Нынешние «новые русские», несомненно, побили все рекорды своих исторических предшественников по эффективности «законных заработков». В результате имущественное неравенство в сегодняшней России достигло невиданного прежде уровня. Средний душевой доход 15% богатых в России в 10 раз выше, чем у 85% всех остальных российских граждан.

Привыкшее к уравниловке общество не имеет встроенных механизмов ограничения неравенства, и маятник по-прежнему попеременно движется то к казарменному равенству (в стабильной фазе), то к вопиющей нищете большинства на фоне сказочного обогащения немногих (в нестабильной фазе).

Наша психология считает, что в первую очередь богатеют те, в ком в меньшей степени развиты традиционные стереотипы поведения, люди, не получившие традиционного русского воспитания. Например, не связанные стереотипами общинной уравниловки представители национальных меньшинств.

Что касается русских, то чаще других материального успеха достигают люди, в силу каких-то частных причин выросшие не в семье, а, скажем, в спортивном или музыкальном интернате или в какой-то иной необычной среде.

Похоже, что тут психологи не ошибаются, что как раз и раскрывает глубинную суть русского менталитета общинной уравниловки. Ведь недаром из дюжины первых российских миллиардеров русских было 1—2 человека!

Про уравниловку, как основной критерий отношения российского общества к богатству следует сказать отдельно.
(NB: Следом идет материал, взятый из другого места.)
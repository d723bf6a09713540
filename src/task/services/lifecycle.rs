//! Service layer for task creation, retrieval, update, deletion, and listing.

use crate::task::{
    domain::{
        DEFAULT_LIMIT, DEFAULT_SKIP, ExternalId, FieldUpdate, NewTask, PageRequest, Task,
        TaskFilter, TaskId, TaskInput, TaskPatch, TaskQuery, TaskValidationError,
    },
    ports::{EnrichmentClient, TaskRepository, TaskRepositoryError},
};
use mockable::Clock;
use std::sync::Arc;
use thiserror::Error;
use tracing::{error, info, warn};

/// Request payload for creating a task.
#[derive(Debug, Clone, PartialEq, Eq)]
pub struct CreateTaskRequest {
    input: TaskInput,
}

impl CreateTaskRequest {
    /// Creates a request with the required title and default status and
    /// priority.
    #[must_use]
    pub fn new(title: impl Into<String>) -> Self {
        Self {
            input: TaskInput {
                title: FieldUpdate::Set(Some(title.into())),
                ..TaskInput::default()
            },
        }
    }

    /// Sets the description.
    #[must_use]
    pub fn with_description(mut self, description: impl Into<String>) -> Self {
        self.input.description = Some(description.into());
        self
    }

    /// Sets the status.
    #[must_use]
    pub fn with_status(mut self, status: impl Into<String>) -> Self {
        self.input.status = FieldUpdate::Set(Some(status.into()));
        self
    }

    /// Sets the priority.
    #[must_use]
    pub fn with_priority(mut self, priority: impl Into<String>) -> Self {
        self.input.priority = FieldUpdate::Set(Some(priority.into()));
        self
    }

    /// Sets the owner tag.
    #[must_use]
    pub fn with_user_id(mut self, user_id: impl Into<String>) -> Self {
        self.input.user_id = Some(user_id.into());
        self
    }

    /// Requests enrichment from the given remote resource.
    #[must_use]
    pub const fn with_external_id(mut self, external_id: ExternalId) -> Self {
        self.input.external_id = Some(external_id);
        self
    }
}

impl From<TaskInput> for CreateTaskRequest {
    fn from(input: TaskInput) -> Self {
        Self { input }
    }
}

/// Request parameters for listing tasks.
#[derive(Debug, Clone, PartialEq, Eq)]
pub struct ListTasksRequest {
    skip: i64,
    limit: i64,
    status: Option<String>,
    priority: Option<String>,
}

impl ListTasksRequest {
    /// Creates an unfiltered request for the given window.
    #[must_use]
    pub const fn new(skip: i64, limit: i64) -> Self {
        Self {
            skip,
            limit,
            status: None,
            priority: None,
        }
    }

    /// Restricts results to tasks with this status.
    #[must_use]
    pub fn with_status(mut self, status: impl Into<String>) -> Self {
        self.status = Some(status.into());
        self
    }

    /// Restricts results to tasks with this priority.
    #[must_use]
    pub fn with_priority(mut self, priority: impl Into<String>) -> Self {
        self.priority = Some(priority.into());
        self
    }
}

impl Default for ListTasksRequest {
    fn default() -> Self {
        Self::new(DEFAULT_SKIP, DEFAULT_LIMIT)
    }
}

/// One page of tasks with pagination metadata.
#[derive(Debug, Clone, PartialEq, Eq)]
pub struct TaskListing {
    /// Tasks on this page, ordered by identifier.
    pub tasks: Vec<Task>,
    /// Number of tasks matching the filters before pagination.
    pub total: u64,
    /// One-based page number.
    pub page: i64,
    /// Requested page size.
    pub size: i64,
}

/// Service-level errors for task lifecycle operations.
#[derive(Debug, Error)]
pub enum TaskLifecycleError {
    /// Input validation failed.
    #[error(transparent)]
    Validation(#[from] TaskValidationError),
    /// No task exists with the given identifier.
    #[error("Task with ID {0} not found")]
    NotFound(TaskId),
    /// Repository operation failed.
    #[error(transparent)]
    Repository(TaskRepositoryError),
}

impl From<TaskRepositoryError> for TaskLifecycleError {
    fn from(err: TaskRepositoryError) -> Self {
        match err {
            TaskRepositoryError::NotFound(id) => Self::NotFound(id),
            TaskRepositoryError::Persistence(_) => Self::Repository(err),
        }
    }
}

/// Result type for task lifecycle service operations.
pub type TaskLifecycleResult<T> = Result<T, TaskLifecycleError>;

/// Task lifecycle orchestration service.
#[derive(Clone)]
pub struct TaskLifecycleService<R, E, C>
where
    R: TaskRepository,
    E: EnrichmentClient,
    C: Clock + Send + Sync,
{
    repository: Arc<R>,
    enrichment: Arc<E>,
    clock: Arc<C>,
}

impl<R, E, C> TaskLifecycleService<R, E, C>
where
    R: TaskRepository,
    E: EnrichmentClient,
    C: Clock + Send + Sync,
{
    /// Creates a new task lifecycle service.
    #[must_use]
    pub const fn new(repository: Arc<R>, enrichment: Arc<E>, clock: Arc<C>) -> Self {
        Self {
            repository,
            enrichment,
            clock,
        }
    }

    async fn find_task_or_error(
        &self,
        operation: &'static str,
        id: TaskId,
    ) -> TaskLifecycleResult<Task> {
        self.repository
            .find_by_id(id)
            .await
            .map_err(TaskLifecycleError::from)
            .and_then(|found| found.ok_or(TaskLifecycleError::NotFound(id)))
            .inspect_err(|err| log_failure(operation, Some(id), err))
    }

    /// Creates a task, enriching it from the remote system when an external
    /// identifier is supplied.
    ///
    /// Enrichment failures are logged and leave `external_api_data` unset;
    /// they never fail creation.
    ///
    /// # Errors
    ///
    /// Returns [`TaskLifecycleError::Validation`] listing every invalid field,
    /// or [`TaskLifecycleError::Repository`] when persistence fails.
    pub async fn create(&self, request: CreateTaskRequest) -> TaskLifecycleResult<Task> {
        let external_id = request.input.external_id;
        let mut new_task = request
            .input
            .into_draft()
            .and_then(|draft| NewTask::new(draft, &*self.clock))
            .map_err(TaskLifecycleError::from)
            .inspect_err(|err| log_failure("create_task", None, err))?;

        if let Some(id) = external_id
            && let Some(snapshot) = self.fetch_snapshot(id).await
        {
            new_task = new_task.with_external_api_data(snapshot);
        }

        let task = self
            .repository
            .insert(new_task)
            .await
            .map_err(TaskLifecycleError::from)
            .inspect_err(|err| log_failure("create_task", None, err))?;
        info!(operation = "create_task", task_id = %task.id(), "created task");
        Ok(task)
    }

    async fn fetch_snapshot(&self, external_id: ExternalId) -> Option<String> {
        let payload = match self.enrichment.fetch_external_data(external_id).await {
            Ok(payload) => payload,
            Err(err) => {
                warn!(
                    operation = "create_task",
                    external_id = %external_id,
                    status = err.status_code(),
                    error = %err,
                    "failed to fetch external data; creating task without it"
                );
                return None;
            }
        };
        serde_json::to_string(&payload)
            .inspect_err(|err| {
                warn!(
                    operation = "create_task",
                    external_id = %external_id,
                    error = %err,
                    "failed to serialize external data; creating task without it"
                );
            })
            .ok()
    }

    /// Retrieves a task by identifier.
    ///
    /// # Errors
    ///
    /// Returns [`TaskLifecycleError::NotFound`] when the task does not exist.
    pub async fn get(&self, id: TaskId) -> TaskLifecycleResult<Task> {
        let task = self.find_task_or_error("get_task", id).await?;
        info!(operation = "get_task", task_id = %id, "retrieved task");
        Ok(task)
    }

    /// Applies a partial update to a task.
    ///
    /// Only supplied fields change; `updated_at` always advances.
    ///
    /// # Errors
    ///
    /// Returns [`TaskLifecycleError::NotFound`] when the task does not exist,
    /// [`TaskLifecycleError::Validation`] when a supplied field is invalid, or
    /// [`TaskLifecycleError::Repository`] when persistence fails.
    pub async fn update(&self, id: TaskId, patch: TaskPatch) -> TaskLifecycleResult<Task> {
        let task = self.find_task_or_error("update_task", id).await?;
        let changes = task
            .prepare_update(patch, &*self.clock)
            .map_err(TaskLifecycleError::from)
            .inspect_err(|err| log_failure("update_task", Some(id), err))?;
        let updated = self
            .repository
            .update(id, &changes)
            .await
            .map_err(TaskLifecycleError::from)
            .inspect_err(|err| log_failure("update_task", Some(id), err))?;
        info!(operation = "update_task", task_id = %id, "updated task");
        Ok(updated)
    }

    /// Permanently deletes a task.
    ///
    /// # Errors
    ///
    /// Returns [`TaskLifecycleError::NotFound`] when the task does not exist.
    pub async fn delete(&self, id: TaskId) -> TaskLifecycleResult<()> {
        self.repository
            .delete(id)
            .await
            .map_err(TaskLifecycleError::from)
            .inspect_err(|err| log_failure("delete_task", Some(id), err))?;
        info!(operation = "delete_task", task_id = %id, "deleted task");
        Ok(())
    }

    /// Lists tasks matching the optional filters, one page at a time.
    ///
    /// # Errors
    ///
    /// Returns [`TaskLifecycleError::Validation`] when `skip` or `limit` is out
    /// of range, or [`TaskLifecycleError::Repository`] when the query fails.
    pub async fn list(&self, request: ListTasksRequest) -> TaskLifecycleResult<TaskListing> {
        let page = PageRequest::new(request.skip, request.limit)
            .map_err(TaskLifecycleError::from)
            .inspect_err(|err| log_failure("list_tasks", None, err))?;
        let query = TaskQuery {
            filter: TaskFilter::new(request.status, request.priority),
            page,
        };
        let result = self
            .repository
            .query(&query)
            .await
            .map_err(TaskLifecycleError::from)
            .inspect_err(|err| log_failure("list_tasks", None, err))?;
        info!(
            operation = "list_tasks",
            returned = result.tasks.len(),
            total = result.total,
            "listed tasks"
        );
        Ok(TaskListing {
            tasks: result.tasks,
            total: result.total,
            page: page.page(),
            size: page.limit(),
        })
    }
}

/// Logs a failed operation; caller mistakes at `warn`, storage faults at
/// `error`.
fn log_failure(operation: &'static str, id: Option<TaskId>, err: &TaskLifecycleError) {
    let task_id = id.map(TaskId::value);
    match err {
        TaskLifecycleError::Validation(validation) => warn!(
            operation,
            task_id,
            violations = validation.violations().len(),
            "rejected task input"
        ),
        TaskLifecycleError::NotFound(_) => warn!(operation, task_id, "task not found"),
        TaskLifecycleError::Repository(cause) => error!(
            operation,
            task_id,
            error = %cause,
            "task storage failed"
        ),
    }
}
//! Task lifecycle management for `ShowBay`.
//!
//! Tasks are created, read, partially updated, deleted, and listed through
//! [`services::TaskLifecycleService`]. Creation may enrich a task with a
//! snapshot of a remote resource; enrichment failures never block creation.
//! The module follows hexagonal architecture:
//!
//! - Domain types in [`domain`]
//! - Port contracts in [`ports`]
//! - Adapter implementations in [`adapters`]
//! - Orchestration services in [`services`]

pub mod adapters;
pub mod domain;
pub mod ports;
pub mod services;

#[cfg(test)]
mod tests;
Поскольку наскоро сколоченные богатства получены «неправедным» путём, что противоречит стереотипам уравнительного распределения, то русский этнос не может примириться с существованием богатых людей.

С другой стороны это же уравнительное распределение и периодические колебания системы управления то в стабильное, то в нестабильное состояние не давали людям шанса разбогатеть и надолго сохранить материальное благополучие, которое является важнейшим стимулом в системе либерального капитализма.

Таким образом, у россиян остался единственный альтернативный мотив, заставляющий людей трудиться по возможности более производительно, но лишь для обеспечения минимальных жизненных потребностей, а в крайнем варианте, для выживания и простого демографического воспроизводства по принципу «не до жиру, быть бы живу».

Вроде логично, хочешь жить, умей вертеться!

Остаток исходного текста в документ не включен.